Dominion Voting: Rudy Giuliani ignores evidence he caused financial harm after 2020 election

Rudy Giuliani’s request to toss out a $1.3 billion defamation suit filed against him by Dominion Voting Systems Inc. ignores extensive allegations that his election fraud statements caused serious financial damage to the voting machine company, according to a court filing.

Giuliani, accused of exploiting unsupported election claims to hawk gold coins, cigars and nutrition supplements on a podcast, argued in a motion to dismiss the suit that the company improperly sought “exorbitant” damages without identifying any harm it suffered from his public comments. Giuliani made claims that software used by Dominion machines changed votes while representing former president Donald Trump in his failed effort to reverse the 2020 election result.
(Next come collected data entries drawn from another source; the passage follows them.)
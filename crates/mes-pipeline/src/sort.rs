// Archivo: sort.rs
// Propósito: etapa de ordenación. Reordena de forma estable la colección
// filtrada según un único par (campo, dirección).
use crate::collation::compare_text;
use mes_domain::{FieldValue, Record};
use serde::{Deserialize, Serialize};
use std::borrow::Cow;
use std::cmp::Ordering;

#[derive(Debug, Clone, Copy, Default, PartialEq, Eq, Serialize, Deserialize)]
#[serde(rename_all = "lowercase")]
pub enum SortDirection {
    #[default]
    Asc,
    Desc,
}

impl SortDirection {
    pub fn flipped(self) -> Self {
        match self {
            SortDirection::Asc => SortDirection::Desc,
            SortDirection::Desc => SortDirection::Asc,
        }
    }
}

/// Criterio de orden. Sin `key` la etapa conserva el orden filtrado.
#[derive(Debug, Clone, Default, PartialEq, Eq, Serialize, Deserialize)]
pub struct SortSpec {
    pub key: Option<String>,
    pub direction: SortDirection,
}

impl SortSpec {
    pub fn none() -> Self {
        Self::default()
    }

    pub fn by(key: &str, direction: SortDirection) -> Self {
        Self { key: Some(key.to_string()),
               direction }
    }

    pub fn is_active(&self) -> bool {
        self.key.is_some()
    }
}

/// Clave de orden de un valor: vacío < numérico < texto. Dentro de una
/// clase compara el valor; entre clases decide sólo el rango.
enum SortKey<'a> {
    Empty,
    Number(f64),
    Text(Cow<'a, str>),
}

impl<'a> SortKey<'a> {
    fn of(value: Option<&'a FieldValue>) -> Self {
        let Some(value) = value else {
            return SortKey::Empty;
        };
        if let Some(n) = value.as_number() {
            return SortKey::Number(n);
        }
        let text = value.as_text();
        if text.is_empty() {
            SortKey::Empty
        } else {
            SortKey::Text(text)
        }
    }

    fn rank(&self) -> u8 {
        match self {
            SortKey::Empty => 0,
            SortKey::Number(_) => 1,
            SortKey::Text(_) => 2,
        }
    }

    fn compare(&self, other: &Self) -> Ordering {
        match (self, other) {
            (SortKey::Number(x), SortKey::Number(y)) => x.total_cmp(y),
            (SortKey::Text(x), SortKey::Text(y)) => compare_text(x, y),
            _ => self.rank().cmp(&other.rank()),
        }
    }
}

/// Compara dos valores de campo. Los valores numéricos (números o texto
/// que se interpreta como número) se comparan por valor; el resto de los
/// textos con orden natural. Un campo ausente o vacío va primero y los
/// números van antes que el texto.
pub fn compare_values(a: Option<&FieldValue>, b: Option<&FieldValue>) -> Ordering {
    SortKey::of(a).compare(&SortKey::of(b))
}

/// Ordena las referencias de registros. Es estable: claves iguales
/// conservan su orden relativo. En orden descendente se intercambian los
/// operandos del comparador.
pub fn sort_records<'a>(mut records: Vec<&'a Record>, spec: &SortSpec) -> Vec<&'a Record> {
    let Some(key) = spec.key.as_deref() else {
        return records;
    };
    match spec.direction {
        SortDirection::Asc => records.sort_by(|a, b| compare_values(a.get(key), b.get(key))),
        SortDirection::Desc => records.sort_by(|a, b| compare_values(b.get(key), a.get(key))),
    }
    log::debug!("orden: {} registros por '{}' ({:?})", records.len(), key, spec.direction);
    records
}

#[cfg(test)]
mod tests {
    use super::*;

    fn rows() -> Vec<Record> {
        vec![Record::new().with("id", 1i64).with("machineName", "ABC-10").with("qty", 120i64),
             Record::new().with("id", 2i64).with("machineName", "ABC-2").with("qty", 95i64),
             Record::new().with("id", 3i64).with("qty", 120i64),
             Record::new().with("id", 4i64).with("machineName", "abc-2").with("qty", 9i64)]
    }

    fn ids(rs: &[&Record]) -> Vec<f64> {
        rs.iter().map(|r| r.number("id")).collect()
    }

    #[test]
    fn no_key_preserves_order() {
        let data = rows();
        let out = sort_records(data.iter().collect(), &SortSpec::none());
        assert_eq!(ids(&out), vec![1.0, 2.0, 3.0, 4.0]);
    }

    #[test]
    fn numeric_values_compare_by_value() {
        let data = rows();
        let out = sort_records(data.iter().collect(), &SortSpec::by("qty", SortDirection::Asc));
        assert_eq!(ids(&out), vec![4.0, 2.0, 1.0, 3.0]);
    }

    #[test]
    fn descending_is_mirror_and_stable() {
        let data = rows();
        let out = sort_records(data.iter().collect(), &SortSpec::by("qty", SortDirection::Desc));
        // 1 y 3 empatan en 120 y mantienen su orden de entrada
        assert_eq!(ids(&out), vec![1.0, 3.0, 2.0, 4.0]);
    }

    #[test]
    fn text_uses_natural_order_and_missing_is_empty() {
        let data = rows();
        let out = sort_records(data.iter().collect(), &SortSpec::by("machineName", SortDirection::Asc));
        assert_eq!(ids(&out), vec![3.0, 4.0, 2.0, 1.0]);
    }

    #[test]
    fn numeric_text_compares_by_value() {
        let a = FieldValue::Number(10.0);
        let b = FieldValue::Text("9".into());
        assert_eq!(compare_values(Some(&a), Some(&b)), Ordering::Greater);
        assert_eq!(compare_values(None, Some(&b)), Ordering::Less);
        assert_eq!(compare_values(Some(&FieldValue::Null), None), Ordering::Equal);
    }

    #[test]
    fn mixed_column_has_no_cycles() {
        let a = FieldValue::Number(1.25);
        let b = FieldValue::Number(1.5);
        let c = FieldValue::Text("1.7".into());
        let word = FieldValue::Text("ABC".into());
        assert_eq!(compare_values(Some(&a), Some(&b)), Ordering::Less);
        assert_eq!(compare_values(Some(&b), Some(&c)), Ordering::Less);
        assert_eq!(compare_values(Some(&a), Some(&c)), Ordering::Less);
        assert_eq!(compare_values(Some(&c), Some(&word)), Ordering::Less);
        assert_eq!(compare_values(Some(&word), Some(&a)), Ordering::Greater);
    }

    #[test]
    fn sorting_mixed_column_does_not_panic() {
        let data: Vec<Record> = (0..200i64).map(|i| {
                                               let r = Record::new().with("id", i);
                                               match i % 4 {
                                                   0 => r.with("v", (i as f64) / 8.0 - 5.0),
                                                   1 => r.with("v", format!("{}", (i * 7) % 13)),
                                                   2 => r.with("v", format!("x{}", i % 11)),
                                                   _ => r.with("v", format!("{:.2}", (i as f64) / 3.0)),
                                               }
                                           })
                                           .collect();
        for dir in [SortDirection::Asc, SortDirection::Desc] {
            let spec = SortSpec::by("v", dir);
            let once = sort_records(data.iter().collect(), &spec);
            assert_eq!(once.len(), data.len());
            for pair in once.windows(2) {
                let ord = compare_values(pair[0].get("v"), pair[1].get("v"));
                match dir {
                    SortDirection::Asc => assert_ne!(ord, Ordering::Greater),
                    SortDirection::Desc => assert_ne!(ord, Ordering::Less),
                }
            }
            assert_eq!(sort_records(once.clone(), &spec), once);
        }
    }

    #[test]
    fn direction_serializes_lowercase() {
        let spec = SortSpec::by("qty", SortDirection::Desc);
        let v = serde_json::to_value(&spec).unwrap();
        assert_eq!(v["direction"], "desc");
        assert_eq!(SortDirection::Desc.flipped(), SortDirection::Asc);
    }
}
Dominion said the impact of the former New York mayor’s “viral disinformation campaign” was clear: it “destroyed” the resale value of a business that had been worth as much as $500 million and forced Dominion to spend more than $500,000 on security for employees. The claims are projected to result in lost profits of $200 million over the next five years and to upend Dominion’s business in states that are now balking at using its machines, the company said.

“These are just a few exemplars of the detailed allegations plaintiffs set forth in their complaint,” Denver-based Dominion said in the filing. “The losses plaintiffs have suffered as a result of Giuliani’s conduct become more specific over time and indeed have grown since the complaint was filed.”

Giuliani’s lawyer on the case, Joseph Sibley, didn’t immediately respond to a message seeking comment on the filing.

The case is Dominion v. Giuliani, 21-cv-213, U.S. District Court, District of Columbia (Washington).